Exactly the lines from the opening of the records through the line containing "pub mod reader;" should be copied, with both included.

+--

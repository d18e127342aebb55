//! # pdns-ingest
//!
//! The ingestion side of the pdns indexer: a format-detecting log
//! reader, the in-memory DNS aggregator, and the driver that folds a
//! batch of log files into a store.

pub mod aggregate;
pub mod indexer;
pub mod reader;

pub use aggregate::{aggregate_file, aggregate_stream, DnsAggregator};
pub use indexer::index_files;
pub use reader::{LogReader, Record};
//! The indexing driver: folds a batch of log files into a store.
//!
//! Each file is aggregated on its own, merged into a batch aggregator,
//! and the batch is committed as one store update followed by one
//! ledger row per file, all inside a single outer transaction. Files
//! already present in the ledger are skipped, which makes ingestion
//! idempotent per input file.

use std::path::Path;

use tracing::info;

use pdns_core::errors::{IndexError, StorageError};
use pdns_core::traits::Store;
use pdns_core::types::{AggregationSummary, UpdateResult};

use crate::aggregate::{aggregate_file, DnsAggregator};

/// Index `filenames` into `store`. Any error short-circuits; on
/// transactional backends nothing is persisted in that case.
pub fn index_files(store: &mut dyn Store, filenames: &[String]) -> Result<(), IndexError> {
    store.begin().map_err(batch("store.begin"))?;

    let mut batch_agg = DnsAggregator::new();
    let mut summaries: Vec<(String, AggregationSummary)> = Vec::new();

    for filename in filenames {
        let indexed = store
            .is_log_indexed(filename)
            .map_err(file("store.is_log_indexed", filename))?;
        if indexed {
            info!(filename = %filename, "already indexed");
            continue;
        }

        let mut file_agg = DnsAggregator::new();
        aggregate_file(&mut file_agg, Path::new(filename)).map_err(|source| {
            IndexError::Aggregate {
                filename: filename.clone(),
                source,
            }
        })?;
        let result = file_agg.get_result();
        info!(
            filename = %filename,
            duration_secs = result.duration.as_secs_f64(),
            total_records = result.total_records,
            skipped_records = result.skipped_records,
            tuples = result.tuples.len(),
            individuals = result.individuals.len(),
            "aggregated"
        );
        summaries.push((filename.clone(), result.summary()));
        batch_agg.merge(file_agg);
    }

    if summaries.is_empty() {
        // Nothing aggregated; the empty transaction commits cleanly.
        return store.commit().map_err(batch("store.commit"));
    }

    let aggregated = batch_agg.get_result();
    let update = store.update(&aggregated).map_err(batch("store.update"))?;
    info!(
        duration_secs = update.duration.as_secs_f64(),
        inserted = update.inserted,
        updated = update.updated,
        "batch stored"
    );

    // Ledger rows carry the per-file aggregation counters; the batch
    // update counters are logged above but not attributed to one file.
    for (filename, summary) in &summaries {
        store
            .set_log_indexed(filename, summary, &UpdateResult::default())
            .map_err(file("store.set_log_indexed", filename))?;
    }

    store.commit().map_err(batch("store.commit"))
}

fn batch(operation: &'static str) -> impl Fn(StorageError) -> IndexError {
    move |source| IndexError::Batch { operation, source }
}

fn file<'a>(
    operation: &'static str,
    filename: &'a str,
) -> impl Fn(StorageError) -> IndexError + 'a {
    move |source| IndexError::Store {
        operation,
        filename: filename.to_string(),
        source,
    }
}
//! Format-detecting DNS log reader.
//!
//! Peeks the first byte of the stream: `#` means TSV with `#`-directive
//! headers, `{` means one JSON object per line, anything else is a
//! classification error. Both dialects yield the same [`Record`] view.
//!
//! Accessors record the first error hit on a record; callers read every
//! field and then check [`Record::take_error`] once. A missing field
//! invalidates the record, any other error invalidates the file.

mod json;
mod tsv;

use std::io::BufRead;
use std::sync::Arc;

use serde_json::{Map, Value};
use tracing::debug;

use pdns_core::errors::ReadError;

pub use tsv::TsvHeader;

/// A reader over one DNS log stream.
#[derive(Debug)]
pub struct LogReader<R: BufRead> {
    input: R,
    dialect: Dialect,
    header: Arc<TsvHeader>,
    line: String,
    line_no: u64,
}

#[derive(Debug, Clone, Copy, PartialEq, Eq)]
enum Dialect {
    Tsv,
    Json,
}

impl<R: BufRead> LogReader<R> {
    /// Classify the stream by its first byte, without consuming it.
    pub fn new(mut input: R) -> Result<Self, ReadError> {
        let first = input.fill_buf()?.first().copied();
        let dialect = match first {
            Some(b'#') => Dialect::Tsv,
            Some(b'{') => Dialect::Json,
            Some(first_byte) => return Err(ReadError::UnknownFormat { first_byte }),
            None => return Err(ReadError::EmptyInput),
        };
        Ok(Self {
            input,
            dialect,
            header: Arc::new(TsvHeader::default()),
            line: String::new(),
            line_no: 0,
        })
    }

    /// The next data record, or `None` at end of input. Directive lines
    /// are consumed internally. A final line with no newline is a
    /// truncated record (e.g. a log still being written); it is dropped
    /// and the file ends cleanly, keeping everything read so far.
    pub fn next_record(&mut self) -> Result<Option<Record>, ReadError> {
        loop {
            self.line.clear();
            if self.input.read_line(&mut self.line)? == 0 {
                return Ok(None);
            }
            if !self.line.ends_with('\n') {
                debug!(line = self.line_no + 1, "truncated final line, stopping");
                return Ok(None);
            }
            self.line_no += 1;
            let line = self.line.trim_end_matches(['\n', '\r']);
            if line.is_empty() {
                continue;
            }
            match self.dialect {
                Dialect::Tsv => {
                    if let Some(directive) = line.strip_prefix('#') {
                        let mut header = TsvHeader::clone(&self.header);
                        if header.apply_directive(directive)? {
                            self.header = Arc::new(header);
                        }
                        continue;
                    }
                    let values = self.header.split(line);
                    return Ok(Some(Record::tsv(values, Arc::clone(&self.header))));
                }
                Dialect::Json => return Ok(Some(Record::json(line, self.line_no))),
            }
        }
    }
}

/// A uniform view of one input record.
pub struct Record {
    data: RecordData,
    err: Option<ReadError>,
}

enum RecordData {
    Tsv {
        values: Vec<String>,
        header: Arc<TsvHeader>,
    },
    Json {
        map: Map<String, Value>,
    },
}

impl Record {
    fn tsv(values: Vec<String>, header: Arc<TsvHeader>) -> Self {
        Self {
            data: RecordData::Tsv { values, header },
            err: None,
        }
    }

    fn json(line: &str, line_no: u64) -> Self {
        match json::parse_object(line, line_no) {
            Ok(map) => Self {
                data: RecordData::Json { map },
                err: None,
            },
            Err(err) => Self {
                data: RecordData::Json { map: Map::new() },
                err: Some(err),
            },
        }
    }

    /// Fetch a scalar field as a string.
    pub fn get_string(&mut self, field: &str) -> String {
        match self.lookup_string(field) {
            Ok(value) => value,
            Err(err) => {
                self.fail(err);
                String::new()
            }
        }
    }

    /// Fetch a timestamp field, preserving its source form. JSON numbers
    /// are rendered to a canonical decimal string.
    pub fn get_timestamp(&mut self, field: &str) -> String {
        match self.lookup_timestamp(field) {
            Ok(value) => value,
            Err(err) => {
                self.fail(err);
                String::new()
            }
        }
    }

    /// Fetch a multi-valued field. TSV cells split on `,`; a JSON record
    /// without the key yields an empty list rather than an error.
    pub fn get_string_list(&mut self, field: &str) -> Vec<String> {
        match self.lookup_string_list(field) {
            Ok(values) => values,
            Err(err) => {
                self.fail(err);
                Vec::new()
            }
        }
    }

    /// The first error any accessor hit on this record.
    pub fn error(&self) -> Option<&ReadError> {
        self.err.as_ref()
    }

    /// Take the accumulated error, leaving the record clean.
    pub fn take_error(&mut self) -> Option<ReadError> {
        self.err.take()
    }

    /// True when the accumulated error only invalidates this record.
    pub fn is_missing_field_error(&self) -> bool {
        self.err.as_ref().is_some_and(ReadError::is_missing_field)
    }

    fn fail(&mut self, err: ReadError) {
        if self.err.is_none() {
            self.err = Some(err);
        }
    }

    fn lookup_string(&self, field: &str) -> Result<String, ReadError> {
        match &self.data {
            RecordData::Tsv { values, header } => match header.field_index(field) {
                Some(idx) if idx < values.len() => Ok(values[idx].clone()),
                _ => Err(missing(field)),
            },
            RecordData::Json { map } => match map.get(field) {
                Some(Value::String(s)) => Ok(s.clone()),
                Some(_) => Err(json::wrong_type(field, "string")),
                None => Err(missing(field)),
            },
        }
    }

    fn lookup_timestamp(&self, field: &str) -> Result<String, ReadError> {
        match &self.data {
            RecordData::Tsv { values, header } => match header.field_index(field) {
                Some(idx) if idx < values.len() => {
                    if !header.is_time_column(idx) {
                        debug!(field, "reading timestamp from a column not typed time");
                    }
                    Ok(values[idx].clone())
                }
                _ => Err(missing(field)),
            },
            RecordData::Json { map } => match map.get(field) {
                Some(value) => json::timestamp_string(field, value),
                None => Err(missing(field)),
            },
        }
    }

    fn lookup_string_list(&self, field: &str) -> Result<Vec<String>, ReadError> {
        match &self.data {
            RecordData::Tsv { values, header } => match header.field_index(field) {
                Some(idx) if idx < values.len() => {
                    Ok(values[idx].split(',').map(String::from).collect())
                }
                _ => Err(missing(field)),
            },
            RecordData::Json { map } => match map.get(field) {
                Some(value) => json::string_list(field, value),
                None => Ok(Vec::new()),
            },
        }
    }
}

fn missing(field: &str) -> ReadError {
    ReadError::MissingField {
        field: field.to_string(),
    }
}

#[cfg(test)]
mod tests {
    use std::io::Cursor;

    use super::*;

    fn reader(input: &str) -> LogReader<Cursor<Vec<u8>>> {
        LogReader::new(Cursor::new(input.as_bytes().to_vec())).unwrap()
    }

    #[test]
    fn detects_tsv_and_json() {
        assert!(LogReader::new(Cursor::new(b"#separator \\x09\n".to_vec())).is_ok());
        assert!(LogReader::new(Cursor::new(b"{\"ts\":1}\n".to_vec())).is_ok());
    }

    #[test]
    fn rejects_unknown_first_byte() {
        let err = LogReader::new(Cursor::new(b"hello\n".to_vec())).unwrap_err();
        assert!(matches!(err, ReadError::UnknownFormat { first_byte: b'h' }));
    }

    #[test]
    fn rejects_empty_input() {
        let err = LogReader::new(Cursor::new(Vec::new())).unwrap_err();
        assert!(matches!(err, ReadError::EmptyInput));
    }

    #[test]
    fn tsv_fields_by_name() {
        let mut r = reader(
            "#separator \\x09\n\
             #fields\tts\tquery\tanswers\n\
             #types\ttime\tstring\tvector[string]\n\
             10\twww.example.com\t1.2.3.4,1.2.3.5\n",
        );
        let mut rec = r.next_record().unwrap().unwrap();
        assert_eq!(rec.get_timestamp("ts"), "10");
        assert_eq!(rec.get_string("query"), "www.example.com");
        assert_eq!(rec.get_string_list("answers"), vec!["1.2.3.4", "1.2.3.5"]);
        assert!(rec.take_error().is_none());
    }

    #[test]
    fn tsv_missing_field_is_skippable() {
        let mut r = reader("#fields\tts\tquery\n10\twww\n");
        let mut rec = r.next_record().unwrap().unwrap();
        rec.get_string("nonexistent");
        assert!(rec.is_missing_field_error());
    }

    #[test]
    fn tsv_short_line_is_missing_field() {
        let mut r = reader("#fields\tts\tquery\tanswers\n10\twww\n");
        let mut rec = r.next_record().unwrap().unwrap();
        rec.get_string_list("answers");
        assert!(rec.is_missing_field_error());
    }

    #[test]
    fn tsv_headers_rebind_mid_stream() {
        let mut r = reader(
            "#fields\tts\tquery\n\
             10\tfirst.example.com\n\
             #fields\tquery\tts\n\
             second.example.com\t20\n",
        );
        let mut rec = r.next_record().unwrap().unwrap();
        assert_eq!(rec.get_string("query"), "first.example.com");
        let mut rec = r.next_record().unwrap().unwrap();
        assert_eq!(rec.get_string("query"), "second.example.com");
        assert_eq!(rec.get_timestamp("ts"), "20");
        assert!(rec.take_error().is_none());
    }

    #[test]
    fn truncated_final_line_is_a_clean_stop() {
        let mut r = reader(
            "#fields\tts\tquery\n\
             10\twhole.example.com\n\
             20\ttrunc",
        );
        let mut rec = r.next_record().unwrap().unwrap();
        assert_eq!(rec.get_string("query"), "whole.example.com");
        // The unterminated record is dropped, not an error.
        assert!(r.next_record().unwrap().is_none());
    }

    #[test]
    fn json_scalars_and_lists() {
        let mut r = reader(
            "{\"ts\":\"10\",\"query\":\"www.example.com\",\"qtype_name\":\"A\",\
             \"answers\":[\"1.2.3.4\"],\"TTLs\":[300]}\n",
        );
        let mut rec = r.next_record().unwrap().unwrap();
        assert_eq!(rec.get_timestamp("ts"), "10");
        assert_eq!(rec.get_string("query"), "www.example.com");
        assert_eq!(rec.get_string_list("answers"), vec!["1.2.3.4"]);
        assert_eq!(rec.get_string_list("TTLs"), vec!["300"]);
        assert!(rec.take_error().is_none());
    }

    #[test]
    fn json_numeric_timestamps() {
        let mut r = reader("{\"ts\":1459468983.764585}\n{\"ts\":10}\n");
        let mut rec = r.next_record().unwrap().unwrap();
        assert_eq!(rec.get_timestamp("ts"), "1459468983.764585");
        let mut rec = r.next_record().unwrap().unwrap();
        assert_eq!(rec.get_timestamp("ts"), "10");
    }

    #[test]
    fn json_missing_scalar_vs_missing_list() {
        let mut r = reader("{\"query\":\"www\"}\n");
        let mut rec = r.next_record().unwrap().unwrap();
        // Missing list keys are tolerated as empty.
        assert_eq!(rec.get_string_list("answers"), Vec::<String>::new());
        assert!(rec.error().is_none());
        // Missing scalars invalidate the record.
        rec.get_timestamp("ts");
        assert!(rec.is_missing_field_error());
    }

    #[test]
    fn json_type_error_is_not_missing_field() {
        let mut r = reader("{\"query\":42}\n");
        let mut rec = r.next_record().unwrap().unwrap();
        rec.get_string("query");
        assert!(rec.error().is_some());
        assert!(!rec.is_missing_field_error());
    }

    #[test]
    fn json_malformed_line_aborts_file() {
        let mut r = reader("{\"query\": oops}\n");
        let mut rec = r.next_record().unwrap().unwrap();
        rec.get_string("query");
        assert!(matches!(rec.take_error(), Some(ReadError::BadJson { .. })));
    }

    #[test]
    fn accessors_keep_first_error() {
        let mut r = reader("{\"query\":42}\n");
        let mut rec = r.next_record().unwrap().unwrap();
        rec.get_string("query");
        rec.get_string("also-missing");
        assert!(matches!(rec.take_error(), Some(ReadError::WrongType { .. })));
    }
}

+--

(Exercise solution)
repository d18e127342aebb55
//! # pdns-ingest
//!
//! The ingestion side of the pdns indexer: a format-detecting log
//! reader, the in-memory DNS aggregator, and the driver that folds a
//! batch of log files into a store.

pub mod aggregate;
pub mod indexer;
pub mod reader;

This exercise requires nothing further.